WORKING DATA —
/---

//! Axum extractors whose rejections render as [`ErrorResponse`] bodies.
//!
//! [`ErrorResponse`]: crate::handler::response::ErrorResponse

/// Forwards the OpenAPI input description of a wrapper to the axum
/// extractor it wraps.
macro_rules! forward_operation_input {
    ($wrapper:ident => $inner:ident) => {
        impl<T> aide::OperationInput for $wrapper<T>
        where
            T: schemars::JsonSchema,
        {
            fn operation_input(
                ctx: &mut aide::generate::GenContext,
                operation: &mut aide::openapi::Operation,
            ) {
                <$inner<T> as aide::OperationInput>::operation_input(ctx, operation);
            }

            fn inferred_early_responses(
                ctx: &mut aide::generate::GenContext,
                operation: &mut aide::openapi::Operation,
            ) -> Vec<(Option<u16>, aide::openapi::Response)> {
                <$inner<T> as aide::OperationInput>::inferred_early_responses(ctx, operation)
            }
        }
    };
}

mod enhanced_json;
mod enhanced_multipart;
mod enhanced_path;
mod enhanced_query;
mod validated_json;

pub use self::enhanced_json::Json;
pub use self::enhanced_multipart::Multipart;
pub use self::enhanced_path::Path;
pub use self::enhanced_query::Query;
pub use self::validated_json::ValidateJson;

/// Shortens a parser message to its first `lines` lines and `chars`
/// characters.
fn clip(message: &str, lines: usize, chars: usize) -> String {
    let mut clipped = message.lines().take(lines).collect::<Vec<_>>().join(" ");
    if let Some((cut, _)) = clipped.char_indices().nth(chars) {
        clipped.truncate(cut);
    }
    clipped
}

#[cfg(test)]
mod tests {
    use super::*;

    #[test]
    fn clip_joins_lines_and_truncates() {
        let message = "first line\nsecond line\nthird line";
        assert_eq!(clip(message, 2, 200), "first line second line");
        assert_eq!(clip(message, 3, 5), "first");
        assert_eq!(clip("õõõ", 1, 2), "õõ");
    }
}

\---

DIRECTIONS — Search the entries for the word "aide" and pick out every line that holds it.

EXPECTED ANSWER —
        impl<T> aide::OperationInput for $wrapper<T>
                ctx: &mut aide::generate::GenContext,
                operation: &mut aide::openapi::Operation,
                <$inner<T> as aide::OperationInput>::operation_input(ctx, operation);
                ctx: &mut aide::generate::GenContext,
                operation: &mut aide::openapi::Operation,
            ) -> Vec<(Option<u16>, aide::openapi::Response)> {
                <$inner<T> as aide::OperationInput>::inferred_early_responses(ctx, operation)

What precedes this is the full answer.